*What is being asked*:
Within the material below, tally every line that holds the word "RunError", then give the tally and nothing more.

*Data supplied*:
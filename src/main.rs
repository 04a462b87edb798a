// cluegrid entry point.
//
// Startup sequence:
// 1. Initialize tracing (log to file, not terminal)
// 2. Load config
// 3. Build the trivia API client
// 4. Create mpsc channels
// 5. Spawn the session controller task (starts the first board load)
// 6. Run the TUI event loop (blocking until the user quits)
// 7. Cleanup on exit

use std::sync::Arc;

use anyhow::Context;
use tokio::sync::mpsc;
use tracing::{error, info};

use cluegrid::api::ApiClient;
use cluegrid::config;
use cluegrid::session::{self, SessionState};
use cluegrid::tui;

#[tokio::main]
async fn main() -> anyhow::Result<()> {
    // 1. Initialize tracing (log to file, not the terminal, which the TUI owns)
    init_tracing()?;
    info!("cluegrid starting up");

    // 2. Load config
    let config = config::load_config().context("failed to load configuration")?;
    info!(
        "Config loaded: {} categories x {} clues from {}",
        config.board.categories, config.board.clues_per_category, config.api.base_url
    );

    // 3. Build the API client
    let api = ApiClient::new(&config.api).context("failed to build API client")?;

    // 4. Create mpsc channels
    let (cmd_tx, cmd_rx) = mpsc::channel(64);
    let (ui_tx, ui_rx) = mpsc::channel(256);
    let (load_tx, load_rx) = mpsc::channel(16);

    // 5. Spawn the session controller task
    let state = SessionState::new(config, Arc::new(api), load_tx);
    let session_handle = tokio::spawn(async move {
        if let Err(e) = session::run(state, cmd_rx, load_rx, ui_tx).await {
            error!("session loop error: {e}");
        }
    });

    // 6. Run the TUI event loop (blocking until the user quits)
    if let Err(e) = tui::run(ui_rx, cmd_tx).await {
        error!("TUI error: {e}");
    }

    // 7. Cleanup: wait for the session task to finish (with timeout)
    let _ = tokio::time::timeout(std::time::Duration::from_secs(5), async {
        let _ = session_handle.await;
    })
    .await;

    info!("cluegrid shut down cleanly");
    Ok(())
}

/// Initialize tracing to log to a file (not the terminal, which is used by the TUI).
fn init_tracing() -> anyhow::Result<()> {
    use tracing_subscriber::fmt;
    use tracing_subscriber::EnvFilter;

    let log_dir = std::env::current_dir()?.join("logs");
    std::fs::create_dir_all(&log_dir)?;

    let log_file = std::fs::File::create(log_dir.join("cluegrid.log"))?;

    let subscriber = fmt::Subscriber::builder()
        .with_env_filter(
            EnvFilter::try_from_default_env().unwrap_or_else(|_| EnvFilter::new("cluegrid=info,warn")),
        )
        .with_writer(log_file)
        .with_ansi(false)
        .with_target(true)
        .with_line_number(true)
        .finish();

    tracing::subscriber::set_global_default(subscriber)
        .context("failed to set tracing subscriber")?;

    Ok(())
}
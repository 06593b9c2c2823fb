use std::{env, time::Duration};

use bb8::{Pool, PooledConnection, RunError};
use bb8_postgres::PostgresConnectionManager;
use dotenv::dotenv;
use futures::future::try_join_all;
use native_tls::TlsConnector;
use postgres_native_tls::MakeTlsConnector;
use tokio::{task, time::timeout};
use tokio_postgres::{
    config::SslMode, types::ToSql, Config, Row, ToStatement, Transaction as PgTransaction,
};
use tracing::error;

use crate::database::postgres::batch::{
    Batch, BatchError, BatchResults, StatementKind, StatementOutcome,
};

pub fn connection_string() -> Result<String, env::VarError> {
    dotenv().ok();
    let connection = env::var("DATABASE_URL")?;
    Ok(connection)
}

#[derive(thiserror::Error, Debug)]
pub enum PostgresConnectionError {
    #[error("The database connection string is wrong please check your environment: {0}")]
    DatabaseConnectionConfigWrong(#[from] env::VarError),

    #[error("Connection pool error: {0}")]
    ConnectionPoolError(#[from] tokio_postgres::Error),

    #[error("Connection pool runtime error: {0}")]
    ConnectionPoolRuntimeError(#[from] RunError<tokio_postgres::Error>),

    #[error("Can not connect to the database please make sure your connection string is correct")]
    CanNotConnectToDatabase,

    #[error("Could not parse connection string make sure it is correctly formatted")]
    CouldNotParseConnectionString,

    #[error("Could not create tls connector")]
    CouldNotCreateTlsConnector,
}

#[derive(thiserror::Error, Debug)]
pub enum PostgresError {
    #[error("PgError {0}")]
    PgError(#[from] tokio_postgres::Error),

    #[error("Connection pool error: {0}")]
    ConnectionPoolError(#[from] RunError<tokio_postgres::Error>),
}

pub type PostgresPool = Pool<PostgresConnectionManager<MakeTlsConnector>>;
pub type PostgresPooledConnection<'a> =
    PooledConnection<'a, PostgresConnectionManager<MakeTlsConnector>>;

/// A transaction checked out of the pool. Commit and rollback consume the
/// wrapper; dropping it without either rolls the transaction back.
pub struct PostgresTransaction<'a> {
    transaction: PgTransaction<'a>,
}

impl<'a> PostgresTransaction<'a> {
    pub async fn begin(
        conn: &'a mut PostgresPooledConnection<'_>,
    ) -> Result<PostgresTransaction<'a>, PostgresError> {
        let transaction = conn.transaction().await.map_err(PostgresError::PgError)?;
        Ok(PostgresTransaction { transaction })
    }

    pub async fn execute(
        &self,
        query: &str,
        params: &[&(dyn ToSql + Sync)],
    ) -> Result<u64, PostgresError> {
        self.transaction.execute(query, params).await.map_err(PostgresError::PgError)
    }

    pub async fn query(
        &self,
        query: &str,
        params: &[&(dyn ToSql + Sync)],
    ) -> Result<Vec<Row>, PostgresError> {
        self.transaction.query(query, params).await.map_err(PostgresError::PgError)
    }

    /// Transmit every queued statement in one round trip. The statement
    /// futures are polled concurrently so tokio-postgres pipelines them, and
    /// their outcomes come back in queue order. The first statement error
    /// aborts the batch; outcomes of the remaining statements are discarded.
    pub async fn send_batch(&self, batch: &Batch) -> Result<BatchResults, BatchError> {
        if batch.is_empty() {
            return Err(BatchError::Empty);
        }

        let statement_futures =
            batch.statements().iter().enumerate().map(|(index, statement)| async move {
                let params: Vec<&(dyn ToSql + Sync)> =
                    statement.params.iter().map(|param| param as &(dyn ToSql + Sync)).collect();

                match statement.kind {
                    StatementKind::Exec => self
                        .transaction
                        .execute(statement.sql.as_str(), &params)
                        .await
                        .map(StatementOutcome::Ack)
                        .map_err(|source| BatchError::Statement { index, source }),
                    StatementKind::Query => self
                        .transaction
                        .query(statement.sql.as_str(), &params)
                        .await
                        .map(StatementOutcome::Rows)
                        .map_err(|source| BatchError::Statement { index, source }),
                }
            });

        let outcomes = try_join_all(statement_futures).await?;
        Ok(BatchResults::new(outcomes))
    }

    pub async fn commit(self) -> Result<(), PostgresError> {
        self.transaction.commit().await.map_err(PostgresError::PgError)
    }

    pub async fn rollback(self) -> Result<(), PostgresError> {
        self.transaction.rollback().await.map_err(PostgresError::PgError)
    }
}

pub struct PostgresClient {
    pool: PostgresPool,
}

const CONNECT_PROBE_TIMEOUT: Duration = Duration::from_millis(5000);

impl PostgresClient {
    /// Probe the server with a direct connection (bounded by
    /// [`CONNECT_PROBE_TIMEOUT`]), falling back to an unencrypted connection
    /// when the TLS handshake is rejected, then build the pool.
    pub async fn new() -> Result<Self, PostgresConnectionError> {
        async fn _new(disable_ssl: bool) -> Result<PostgresClient, PostgresConnectionError> {
            let connection_str = connection_string()?;
            let mut config: Config = connection_str
                .parse()
                .map_err(|_| PostgresConnectionError::CouldNotParseConnectionString)?;

            if disable_ssl {
                config.ssl_mode(SslMode::Disable);
            }

            let connector = TlsConnector::builder()
                .build()
                .map_err(|_| PostgresConnectionError::CouldNotCreateTlsConnector)?;
            let tls_connector = MakeTlsConnector::new(connector);

            let (client, connection) =
                match timeout(CONNECT_PROBE_TIMEOUT, config.connect(tls_connector.clone())).await {
                    Ok(Ok((client, connection))) => (client, connection),
                    Ok(Err(e)) => {
                        // retry once without ssl unless the caller insisted on it
                        if !disable_ssl
                            && config.get_ssl_mode() != SslMode::Disable
                            && !connection_str.contains("sslmode=require")
                        {
                            return Box::pin(_new(true)).await;
                        }
                        error!("Error connecting to database: {}", e);
                        return Err(PostgresConnectionError::CanNotConnectToDatabase);
                    }
                    Err(e) => {
                        error!("Timeout connecting to database: {}", e);
                        return Err(PostgresConnectionError::CanNotConnectToDatabase);
                    }
                };

            let connection_handle = task::spawn(connection);

            if client.query_one("SELECT 1", &[]).await.is_err() {
                return Err(PostgresConnectionError::CanNotConnectToDatabase);
            }

            // closing the probe client must also wind down its connection task
            drop(client);
            match connection_handle.await {
                Ok(Ok(())) => (),
                Ok(Err(_)) | Err(_) => {
                    return Err(PostgresConnectionError::CanNotConnectToDatabase)
                }
            }

            let manager = PostgresConnectionManager::new(config, tls_connector);
            let pool = Pool::builder().build(manager).await?;

            Ok(PostgresClient { pool })
        }

        _new(false).await
    }

    /// Check a connection out of the pool, e.g. to open a transaction on it.
    pub async fn pooled_connection(
        &self,
    ) -> Result<PostgresPooledConnection<'_>, PostgresError> {
        self.pool.get().await.map_err(PostgresError::ConnectionPoolError)
    }

    pub async fn batch_execute(&self, sql: &str) -> Result<(), PostgresError> {
        let conn = self.pool.get().await?;
        conn.batch_execute(sql).await.map_err(PostgresError::PgError)
    }

    pub async fn execute<T>(
        &self,
        query: &T,
        params: &[&(dyn ToSql + Sync)],
    ) -> Result<u64, PostgresError>
    where
        T: ?Sized + ToStatement,
    {
        let conn = self.pool.get().await?;
        conn.execute(query, params).await.map_err(PostgresError::PgError)
    }

    pub async fn query<T>(
        &self,
        query: &T,
        params: &[&(dyn ToSql + Sync)],
    ) -> Result<Vec<Row>, PostgresError>
    where
        T: ?Sized + ToStatement,
    {
        let conn = self.pool.get().await?;
        let rows = conn.query(query, params).await.map_err(PostgresError::PgError)?;
        Ok(rows)
    }

    pub async fn query_one<T>(
        &self,
        query: &T,
        params: &[&(dyn ToSql + Sync)],
    ) -> Result<Row, PostgresError>
    where
        T: ?Sized + ToStatement,
    {
        let conn = self.pool.get().await?;
        let row = conn.query_one(query, params).await.map_err(PostgresError::PgError)?;
        Ok(row)
    }

    pub async fn query_one_or_none<T>(
        &self,
        query: &T,
        params: &[&(dyn ToSql + Sync)],
    ) -> Result<Option<Row>, PostgresError>
    where
        T: ?Sized + ToStatement,
    {
        let conn = self.pool.get().await?;
        let row = conn.query_opt(query, params).await.map_err(PostgresError::PgError)?;
        Ok(row)
    }
}
pub mod postgres;
use tokio_postgres::Row;

pub const LEDGER_TABLE: &str = "ledger";
pub const LEDGER_COLUMNS: [&str; 3] = ["id", "description", "amount"];

/// One row of the ledger table. Rows are only ever inserted and bulk-deleted,
/// never mutated in place.
#[derive(Debug, Clone, PartialEq, Eq)]
pub struct LedgerEntry {
    pub id: i64,
    pub description: String,
    pub amount: i64,
}

impl TryFrom<&Row> for LedgerEntry {
    type Error = tokio_postgres::Error;

    // columns must be selected as id, description, amount
    fn try_from(row: &Row) -> Result<Self, Self::Error> {
        Ok(LedgerEntry {
            id: row.try_get(0)?,
            description: row.try_get(1)?,
            amount: row.try_get(2)?,
        })
    }
}
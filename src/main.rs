use pgbatch::{cleanup_ledger, run_ledger_batch, setup_info_logger, setup_ledger, PostgresClient};
use tracing::info;

#[tokio::main]
async fn main() -> Result<(), Box<dyn std::error::Error>> {
    setup_info_logger();

    // DATABASE_URL, read from the environment or a .env file
    let client = PostgresClient::new().await?;

    setup_ledger(&client).await?;

    let entries = run_ledger_batch(&client, Some("OUTPUT.md")).await?;
    info!(rows = entries.len(), "Report written to OUTPUT.md");

    cleanup_ledger(&client).await?;

    Ok(())
}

*Output for this task*:
3